● What is needed
Work out how many lines of the data below hold the string "delays". Answer with that number alone.

────

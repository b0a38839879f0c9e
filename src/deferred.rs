//! The `Deferred` abstraction: "attempt to produce a `T` now".

use crate::attempt::Attempt;
use std::sync::Arc;

/// A value of a known type that may not exist yet.
///
/// `get` is a single, non-blocking (or briefly blocking) attempt. Waiting is the job of
/// [`Ensured`](crate::Ensured), which calls `get` repeatedly under a
/// [`TimeoutConstraint`](crate::TimeoutConstraint).
///
/// A successful value is "the" value for that acquisition; a `Deferred` is not a stream.
/// Stateless implementations may be asked many times and answer differently each time.
pub trait Deferred {
    /// Type of the value being awaited.
    type Output;

    /// Attempt to resolve the value now.
    fn get(&self) -> Attempt<Self::Output>;

    /// Name of the awaited type, available even if the value never resolves.
    fn output_type(&self) -> &'static str {
        std::any::type_name::<Self::Output>()
    }

    /// Human-readable description used in failures and logs.
    fn describe(&self) -> String {
        format!("Deferred<{}>", self.output_type())
    }

    /// The deferred an [`Ensured`](crate::Ensured) waits on, when `self` is one.
    ///
    /// Wrapping a deferred that answers `Some` re-targets the returned value, so nested
    /// waits never multiply their timeouts.
    fn ensured_target(&self) -> Option<SharedDeferred<Self::Output>> {
        None
    }
}

/// Type-erased, shareable deferred value.
pub type SharedDeferred<T> = Arc<dyn Deferred<Output = T> + Send + Sync>;

impl<D> Deferred for &D
where
    D: Deferred + ?Sized,
{
    type Output = D::Output;

    fn get(&self) -> Attempt<Self::Output> {
        (**self).get()
    }

    fn output_type(&self) -> &'static str {
        (**self).output_type()
    }

    fn describe(&self) -> String {
        (**self).describe()
    }

    fn ensured_target(&self) -> Option<SharedDeferred<Self::Output>> {
        (**self).ensured_target()
    }
}

impl<D> Deferred for Box<D>
where
    D: Deferred + ?Sized,
{
    type Output = D::Output;

    fn get(&self) -> Attempt<Self::Output> {
        (**self).get()
    }

    fn output_type(&self) -> &'static str {
        (**self).output_type()
    }

    fn describe(&self) -> String {
        (**self).describe()
    }

    fn ensured_target(&self) -> Option<SharedDeferred<Self::Output>> {
        (**self).ensured_target()
    }
}

impl<D> Deferred for Arc<D>
where
    D: Deferred + ?Sized,
{
    type Output = D::Output;

    fn get(&self) -> Attempt<Self::Output> {
        (**self).get()
    }

    fn output_type(&self) -> &'static str {
        (**self).output_type()
    }

    fn describe(&self) -> String {
        (**self).describe()
    }

    fn ensured_target(&self) -> Option<SharedDeferred<Self::Output>> {
        (**self).ensured_target()
    }
}

#[cfg(test)]
mod tests {
    use super::*;

    struct Answer;

    impl Deferred for Answer {
        type Output = u32;

        fn get(&self) -> Attempt<u32> {
            Attempt::Ready(42)
        }
    }

    #[test]
    fn default_description_uses_output_type() {
        assert_eq!(Answer.output_type(), "u32");
        assert_eq!(Answer.describe(), "Deferred<u32>");
    }

    #[test]
    fn smart_pointers_delegate() {
        let shared: SharedDeferred<u32> = Arc::new(Answer);
        assert_eq!(shared.get().into_ready(), Some(42));
        assert_eq!(shared.describe(), "Deferred<u32>");

        let boxed: Box<dyn Deferred<Output = u32>> = Box::new(Answer);
        assert_eq!((&boxed).get().into_ready(), Some(42));
        assert!(boxed.ensured_target().is_none());
        assert!(shared.ensured_target().is_none());
    }
}
//! Monitor-wait adapter: resolves once a shared object has been signalled.
//!
//! A [`Notified`] starts a background waiter as soon as it is constructed. The waiter performs
//! a single timed wait on the [`Monitor`]. Waking up within the budget counts as "notified",
//! whether the wake was a real `notify_*` call or a spurious one; this is a simplification,
//! not a guarantee of causal notification. Signals sent before the waiter starts waiting are
//! not observed.

use crate::attempt::Attempt;
use crate::deferred::Deferred;
use crate::error::DeferredError;
use std::fmt;
use std::sync::atomic::{AtomicBool, Ordering};
use std::sync::{Arc, Condvar, Mutex, OnceLock, PoisonError};
use std::thread;
use std::time::Duration;

/// Default total wait for [`Notified::with_default_wait`].
pub const DEFAULT_NOTIFY_WAIT: Duration = Duration::from_secs(30);

/// A shared object other threads can signal.
pub struct Monitor<T> {
    value: T,
    signals: Mutex<u64>,
    condvar: Condvar,
}

impl<T> Monitor<T> {
    pub fn new(value: T) -> Self {
        Self { value, signals: Mutex::new(0), condvar: Condvar::new() }
    }

    pub fn value(&self) -> &T {
        &self.value
    }

    /// Wake every thread waiting on this monitor.
    pub fn notify_all(&self) {
        *self.signals.lock().unwrap_or_else(PoisonError::into_inner) += 1;
        self.condvar.notify_all();
    }

    /// Wake one thread waiting on this monitor.
    pub fn notify_one(&self) {
        *self.signals.lock().unwrap_or_else(PoisonError::into_inner) += 1;
        self.condvar.notify_one();
    }

    /// Number of signals sent so far.
    pub fn signals(&self) -> u64 {
        *self.signals.lock().unwrap_or_else(PoisonError::into_inner)
    }
}

impl<T: fmt::Debug> fmt::Debug for Monitor<T> {
    fn fmt(&self, f: &mut fmt::Formatter<'_>) -> fmt::Result {
        f.debug_struct("Monitor").field("value", &self.value).finish()
    }
}

#[derive(Debug)]
struct WaitState {
    waiting: AtomicBool,
    notified: OnceLock<bool>,
}

impl WaitState {
    fn finish(&self, notified: bool) {
        let _ = self.notified.set(notified);
        self.waiting.store(false, Ordering::Release);
    }
}

/// Deferred value that becomes available when its [`Monitor`] is signalled.
pub struct Notified<T> {
    monitor: Arc<Monitor<T>>,
    total: Duration,
    state: Arc<WaitState>,
}

impl<T> Notified<T>
where
    T: Send + Sync + 'static,
{
    /// Start waiting up to `total` for `monitor` to be signalled.
    pub fn new(monitor: Arc<Monitor<T>>, total: Duration) -> Self {
        let state =
            Arc::new(WaitState { waiting: AtomicBool::new(true), notified: OnceLock::new() });

        let waiter_monitor = monitor.clone();
        let waiter_state = state.clone();
        let spawned = thread::Builder::new().name("deferred-notified".into()).spawn(move || {
            let guard = waiter_monitor.signals.lock().unwrap_or_else(PoisonError::into_inner);
            let (_guard, result) = waiter_monitor
                .condvar
                .wait_timeout(guard, total)
                .unwrap_or_else(PoisonError::into_inner);
            waiter_state.finish(!result.timed_out());
        });

        if let Err(e) = spawned {
            tracing::warn!(error = %e, "failed to start notification waiter");
            state.finish(false);
        }

        Self { monitor, total, state }
    }

    /// Start waiting up to [`DEFAULT_NOTIFY_WAIT`].
    pub fn with_default_wait(monitor: Arc<Monitor<T>>) -> Self {
        Self::new(monitor, DEFAULT_NOTIFY_WAIT)
    }
}

impl<T> Notified<T> {
    pub fn monitor(&self) -> &Arc<Monitor<T>> {
        &self.monitor
    }

    /// Whether the background waiter is still waiting.
    pub fn is_waiting(&self) -> bool {
        self.state.waiting.load(Ordering::Acquire)
    }
}

impl<T: Clone> Deferred for Notified<T> {
    type Output = T;

    fn get(&self) -> Attempt<T> {
        if self.is_waiting() {
            return Attempt::NotYet;
        }
        match self.state.notified.get() {
            Some(true) => Attempt::Ready(self.monitor.value.clone()),
            _ => Attempt::Failed(DeferredError::permanent(self.describe())),
        }
    }

    fn describe(&self) -> String {
        format!("Notified<{}>{{within {:?}}}", self.output_type(), self.total)
    }
}

impl<T> fmt::Debug for Notified<T> {
    fn fmt(&self, f: &mut fmt::Formatter<'_>) -> fmt::Result {
        f.debug_struct("Notified")
            .field("total", &self.total)
            .field("waiting", &self.is_waiting())
            .field("notified", &self.state.notified.get())
            .finish()
    }
}

#[cfg(test)]
mod tests {
    use super::*;
    use std::time::Instant;

    fn wait_until_done<T>(notified: &Notified<T>) {
        let deadline = Instant::now() + Duration::from_secs(5);
        while notified.is_waiting() && Instant::now() < deadline {
            thread::sleep(Duration::from_millis(5));
        }
    }

    #[test]
    fn not_yet_while_waiting() {
        let monitor = Arc::new(Monitor::new("resource"));
        let notified = Notified::new(monitor, Duration::from_secs(10));
        assert!(matches!(notified.get(), Attempt::NotYet));
    }

    #[test]
    fn signal_resolves_to_value() {
        let monitor = Arc::new(Monitor::new(String::from("resource")));
        let notified = Notified::new(monitor.clone(), Duration::from_secs(10));

        // keep signalling until the waiter has parked and observed one
        let deadline = Instant::now() + Duration::from_secs(5);
        while notified.is_waiting() && Instant::now() < deadline {
            monitor.notify_all();
            thread::sleep(Duration::from_millis(5));
        }

        assert_eq!(notified.get().into_ready().as_deref(), Some("resource"));
        assert!(monitor.signals() >= 1);
    }

    #[test]
    fn timeout_is_permanent() {
        let monitor = Arc::new(Monitor::new(1_u32));
        let notified = Notified::new(monitor, Duration::from_millis(20));
        wait_until_done(&notified);

        let attempt = notified.get();
        assert!(attempt.is_permanent_failure());
        assert!(attempt.failure().unwrap().deferred().starts_with("Notified<u32>"));
    }
}
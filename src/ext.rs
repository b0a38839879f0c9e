//! Fluent combinators for any [`Deferred`].

use crate::attempt::Attempt;
use crate::cached::Cached;
use crate::constraint::TimeoutConstraint;
use crate::deferred::Deferred;
use crate::ensured::Ensured;
use crate::mapped::{Mapped, TryMapped};
use crate::predicate::DeferredPredicate;
use crate::supervised::Supervised;

/// Extension methods composing deferred values.
pub trait DeferredExt: Deferred + Sized {
    /// Apply `f` to the resolved value.
    fn map<U, F>(self, f: F) -> Mapped<Self, F>
    where
        F: Fn(Self::Output) -> U,
    {
        Mapped::new(self, f)
    }

    /// Apply `f`, which may itself report "not yet" or fail, to the resolved value.
    fn try_map<U, F>(self, f: F) -> TryMapped<Self, F>
    where
        F: Fn(Self::Output) -> Attempt<U>,
    {
        TryMapped::new(self, f)
    }

    /// Remember the first resolved value.
    fn cached(self) -> Cached<Self> {
        Cached::new(self)
    }

    /// Block on `get` until the value resolves or `constraint` gives up.
    fn ensured(self, constraint: TimeoutConstraint) -> Ensured<Self::Output>
    where
        Self: Send + Sync + 'static,
        Self::Output: 'static,
    {
        Ensured::new(self, constraint)
    }

    /// Resolve to `true` once the value satisfies `predicate`.
    fn matching<P>(self, predicate: P) -> DeferredPredicate<Self, P>
    where
        P: Fn(&Self::Output) -> bool,
    {
        DeferredPredicate::new(self, predicate)
    }

    /// Hold off for a while after each failure.
    fn supervised(self) -> Supervised<Self> {
        Supervised::new(self)
    }
}

impl<D: Deferred> DeferredExt for D {}
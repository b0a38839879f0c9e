//! Process-wide retry defaults.
//!
//! [`DeferredConfig`] names the default backoff strategy, the default retry budget and the
//! default cap on a single polling delay. A process default is assembled once, from the
//! environment on first use or from an explicit [`install_global`] call, and never re-read.
//!
//! Environment:
//! - `DEFERRED_RETRY_STRATEGY`: `random.fibonacci` (default), `random.exponential`,
//!   `fibonacci`, `exponential` or `constant`. Anything else means constant 250ms.
//! - `DEFERRED_RETRY_TIMEOUT`: default `60s`.
//! - `DEFERRED_MAXIMUM_POLLING_TIME`: default `1000ms`.
//!
//! Durations accept `ms`, `s`, `m` and `h` suffixes; a bare number is milliseconds.
//!
//! Example
//! ```rust
//! use std::time::Duration;
//! use eventually::{DeferredConfig, StrategyName};
//!
//! let config = DeferredConfig::from_lookup(|key| match key {
//!     "DEFERRED_RETRY_TIMEOUT" => Some("2m".to_string()),
//!     _ => None,
//! })
//! .unwrap();
//! assert_eq!(config.retry_timeout, Duration::from_secs(120));
//! assert_eq!(config.strategy, StrategyName::RandomFibonacci);
//! ```

use crate::backoff::Backoff;
use std::fmt;
use std::str::FromStr;
use std::sync::OnceLock;
use std::time::Duration;

pub const DEFAULT_RETRY_TIMEOUT: Duration = Duration::from_secs(60);
pub const DEFAULT_MAXIMUM_POLLING: Duration = Duration::from_millis(1000);

pub const ENV_RETRY_STRATEGY: &str = "DEFERRED_RETRY_STRATEGY";
pub const ENV_RETRY_TIMEOUT: &str = "DEFERRED_RETRY_TIMEOUT";
pub const ENV_MAXIMUM_POLLING_TIME: &str = "DEFERRED_MAXIMUM_POLLING_TIME";

static GLOBAL: OnceLock<DeferredConfig> = OnceLock::new();

/// Errors produced while reading configuration.
#[derive(thiserror::Error, Debug, Clone, PartialEq, Eq)]
pub enum ConfigError {
    #[error("invalid duration {value:?}: {reason}")]
    InvalidDuration { value: String, reason: &'static str },
    #[error("unknown retry strategy {0:?}")]
    UnknownStrategy(String),
    #[error("invalid value for {key}: {source}")]
    InvalidSetting {
        key: &'static str,
        #[source]
        source: Box<ConfigError>,
    },
}

/// Parse a duration such as `250ms`, `5s`, `2m`, `1h` or `100`.
///
/// Whitespace is trimmed and case ignored; a bare number is milliseconds.
pub fn parse_duration(raw: &str) -> Result<Duration, ConfigError> {
    let invalid =
        |reason| ConfigError::InvalidDuration { value: raw.to_string(), reason };

    let text = raw.trim().to_ascii_lowercase();
    if text.is_empty() {
        return Err(invalid("empty"));
    }

    let (number, millis_per_unit) = if let Some(n) = text.strip_suffix("ms") {
        (n, 1)
    } else if let Some(n) = text.strip_suffix('s') {
        (n, 1_000)
    } else if let Some(n) = text.strip_suffix('m') {
        (n, 60_000)
    } else if let Some(n) = text.strip_suffix('h') {
        (n, 3_600_000)
    } else {
        (text.as_str(), 1)
    };

    let value: u64 = number.trim().parse().map_err(|_| invalid("not a whole number"))?;
    value
        .checked_mul(millis_per_unit)
        .map(Duration::from_millis)
        .ok_or_else(|| invalid("too large"))
}

/// Named backoff strategies.
#[derive(Debug, Clone, Copy, PartialEq, Eq, Hash, Default)]
#[cfg_attr(feature = "serde", derive(serde::Deserialize), serde(from = "String"))]
pub enum StrategyName {
    #[default]
    RandomFibonacci,
    RandomExponential,
    Fibonacci,
    Exponential,
    Constant,
}

impl StrategyName {
    pub fn as_str(self) -> &'static str {
        match self {
            StrategyName::RandomFibonacci => "random.fibonacci",
            StrategyName::RandomExponential => "random.exponential",
            StrategyName::Fibonacci => "fibonacci",
            StrategyName::Exponential => "exponential",
            StrategyName::Constant => "constant",
        }
    }

    /// Parse a name, falling back to [`StrategyName::Constant`] for anything unknown.
    pub fn parse_lenient(raw: &str) -> Self {
        raw.parse().unwrap_or_else(|e: ConfigError| {
            tracing::warn!(error = %e, "falling back to constant retry strategy");
            StrategyName::Constant
        })
    }

    /// The backoff sequence this name stands for, with default parameters.
    pub fn backoff(self) -> Backoff {
        match self {
            StrategyName::RandomFibonacci => Backoff::random_fibonacci(),
            StrategyName::RandomExponential => Backoff::random_exponential(),
            StrategyName::Fibonacci => Backoff::fibonacci(),
            StrategyName::Exponential => Backoff::exponential_default(),
            StrategyName::Constant => Backoff::constant_default(),
        }
    }
}

impl FromStr for StrategyName {
    type Err = ConfigError;

    fn from_str(raw: &str) -> Result<Self, Self::Err> {
        match raw.trim().to_ascii_lowercase().as_str() {
            "random.fibonacci" => Ok(StrategyName::RandomFibonacci),
            "random.exponential" => Ok(StrategyName::RandomExponential),
            "fibonacci" => Ok(StrategyName::Fibonacci),
            "exponential" => Ok(StrategyName::Exponential),
            "constant" => Ok(StrategyName::Constant),
            _ => Err(ConfigError::UnknownStrategy(raw.to_string())),
        }
    }
}

impl From<String> for StrategyName {
    fn from(raw: String) -> Self {
        Self::parse_lenient(&raw)
    }
}

impl fmt::Display for StrategyName {
    fn fmt(&self, f: &mut fmt::Formatter<'_>) -> fmt::Result {
        f.write_str(self.as_str())
    }
}

/// Retry defaults used by [`TimeoutConstraint::within`](crate::TimeoutConstraint::within)
/// and friends.
#[derive(Debug, Clone, PartialEq, Eq)]
#[cfg_attr(feature = "serde", derive(serde::Deserialize), serde(default))]
pub struct DeferredConfig {
    pub strategy: StrategyName,
    #[cfg_attr(feature = "serde", serde(deserialize_with = "de::duration"))]
    pub retry_timeout: Duration,
    #[cfg_attr(feature = "serde", serde(deserialize_with = "de::duration"))]
    pub maximum_polling: Duration,
}

impl Default for DeferredConfig {
    fn default() -> Self {
        Self {
            strategy: StrategyName::default(),
            retry_timeout: DEFAULT_RETRY_TIMEOUT,
            maximum_polling: DEFAULT_MAXIMUM_POLLING,
        }
    }
}

impl DeferredConfig {
    /// Read settings from the process environment; unset keys keep their defaults.
    pub fn from_env() -> Result<Self, ConfigError> {
        Self::from_lookup(|key| std::env::var(key).ok())
    }

    /// Read settings through `lookup`; unset keys keep their defaults.
    pub fn from_lookup<F>(lookup: F) -> Result<Self, ConfigError>
    where
        F: Fn(&str) -> Option<String>,
    {
        let mut config = Self::default();
        if let Some(raw) = lookup(ENV_RETRY_STRATEGY) {
            config.strategy = StrategyName::parse_lenient(&raw);
        }
        if let Some(raw) = lookup(ENV_RETRY_TIMEOUT) {
            config.retry_timeout = setting(ENV_RETRY_TIMEOUT, &raw)?;
        }
        if let Some(raw) = lookup(ENV_MAXIMUM_POLLING_TIME) {
            config.maximum_polling = setting(ENV_MAXIMUM_POLLING_TIME, &raw)?;
        }
        Ok(config)
    }

    /// Backoff sequence for the configured strategy.
    pub fn backoff(&self) -> Backoff {
        self.strategy.backoff()
    }

    /// The process default, read from the environment on first use.
    ///
    /// An invalid environment is logged and replaced by the built-in defaults.
    pub fn global() -> &'static DeferredConfig {
        GLOBAL.get_or_init(|| {
            Self::from_env().unwrap_or_else(|e| {
                tracing::warn!(error = %e, "ignoring invalid retry configuration");
                Self::default()
            })
        })
    }
}

fn setting(key: &'static str, raw: &str) -> Result<Duration, ConfigError> {
    parse_duration(raw).map_err(|e| ConfigError::InvalidSetting { key, source: Box::new(e) })
}

/// Install the process default. Fails, handing the config back, once a default exists.
pub fn install_global(config: DeferredConfig) -> Result<(), DeferredConfig> {
    let installed = config.clone();
    GLOBAL.set(config)?;
    tracing::info!(
        strategy = %installed.strategy,
        retry_timeout = ?installed.retry_timeout,
        maximum_polling = ?installed.maximum_polling,
        "installed retry defaults"
    );
    Ok(())
}

#[cfg(feature = "serde")]
mod de {
    use serde::{Deserialize, Deserializer};
    use std::time::Duration;

    pub(super) fn duration<'de, D>(deserializer: D) -> Result<Duration, D::Error>
    where
        D: Deserializer<'de>,
    {
        let raw = String::deserialize(deserializer)?;
        super::parse_duration(&raw).map_err(serde::de::Error::custom)
    }
}

#[cfg(test)]
mod tests {
    use super::*;
    use std::collections::HashMap;

    fn lookup(pairs: &[(&str, &str)]) -> impl Fn(&str) -> Option<String> {
        let map: HashMap<String, String> =
            pairs.iter().map(|(k, v)| (k.to_string(), v.to_string())).collect();
        move |key| map.get(key).cloned()
    }

    #[test]
    fn parses_duration_units() {
        assert_eq!(parse_duration("250ms").unwrap(), Duration::from_millis(250));
        assert_eq!(parse_duration("5s").unwrap(), Duration::from_secs(5));
        assert_eq!(parse_duration("2m").unwrap(), Duration::from_secs(120));
        assert_eq!(parse_duration("1h").unwrap(), Duration::from_secs(3600));
        assert_eq!(parse_duration("100").unwrap(), Duration::from_millis(100));
    }

    #[test]
    fn parsing_trims_and_ignores_case() {
        assert_eq!(parse_duration("  30S ").unwrap(), Duration::from_secs(30));
        assert_eq!(parse_duration("10 MS").unwrap(), Duration::from_millis(10));
    }

    #[test]
    fn rejects_malformed_durations() {
        assert!(matches!(parse_duration(""), Err(ConfigError::InvalidDuration { .. })));
        assert!(parse_duration("fast").is_err());
        assert!(parse_duration("-5s").is_err());
        assert!(parse_duration("1.5s").is_err());
        assert!(parse_duration(&format!("{}h", u64::MAX)).is_err());
    }

    #[test]
    fn defaults_without_environment() {
        let config = DeferredConfig::from_lookup(|_| None).unwrap();
        assert_eq!(config, DeferredConfig::default());
        assert_eq!(config.strategy, StrategyName::RandomFibonacci);
        assert_eq!(config.retry_timeout, Duration::from_secs(60));
        assert_eq!(config.maximum_polling, Duration::from_millis(1000));
    }

    #[test]
    fn reads_every_key() {
        let config = DeferredConfig::from_lookup(lookup(&[
            (ENV_RETRY_STRATEGY, "exponential"),
            (ENV_RETRY_TIMEOUT, "5s"),
            (ENV_MAXIMUM_POLLING_TIME, "200"),
        ]))
        .unwrap();
        assert_eq!(config.strategy, StrategyName::Exponential);
        assert_eq!(config.retry_timeout, Duration::from_secs(5));
        assert_eq!(config.maximum_polling, Duration::from_millis(200));
    }

    #[test]
    fn unknown_strategy_falls_back_to_constant() {
        let config =
            DeferredConfig::from_lookup(lookup(&[(ENV_RETRY_STRATEGY, "lucky")])).unwrap();
        assert_eq!(config.strategy, StrategyName::Constant);
        let first = config.backoff().delays().next();
        assert_eq!(first, Some(Duration::from_millis(250)));
    }

    #[test]
    fn invalid_duration_names_the_key() {
        let err =
            DeferredConfig::from_lookup(lookup(&[(ENV_RETRY_TIMEOUT, "soon")])).unwrap_err();
        assert!(err.to_string().contains(ENV_RETRY_TIMEOUT));
        assert!(std::error::Error::source(&err).is_some());
    }

    #[test]
    fn strategy_names_round_trip_through_display() {
        for name in [
            StrategyName::RandomFibonacci,
            StrategyName::RandomExponential,
            StrategyName::Fibonacci,
            StrategyName::Exponential,
            StrategyName::Constant,
        ] {
            assert_eq!(name.to_string().parse::<StrategyName>().unwrap(), name);
        }
        assert_eq!("Random.Fibonacci".parse::<StrategyName>().unwrap(), StrategyName::RandomFibonacci);
    }

    #[test]
    fn fibonacci_strategy_is_deterministic() {
        let delays: Vec<_> = StrategyName::Fibonacci.backoff().delays().take(4).collect();
        assert_eq!(delays, [0, 1, 1, 2].map(Duration::from_millis).to_vec());
    }

    #[cfg(feature = "serde")]
    #[test]
    fn deserializes_from_json() {
        let config: DeferredConfig = serde_json::from_str(
            r#"{"strategy": "fibonacci", "retry_timeout": "10s"}"#,
        )
        .unwrap();
        assert_eq!(config.strategy, StrategyName::Fibonacci);
        assert_eq!(config.retry_timeout, Duration::from_secs(10));
        assert_eq!(config.maximum_polling, DEFAULT_MAXIMUM_POLLING);
    }
}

────

● Task answer
3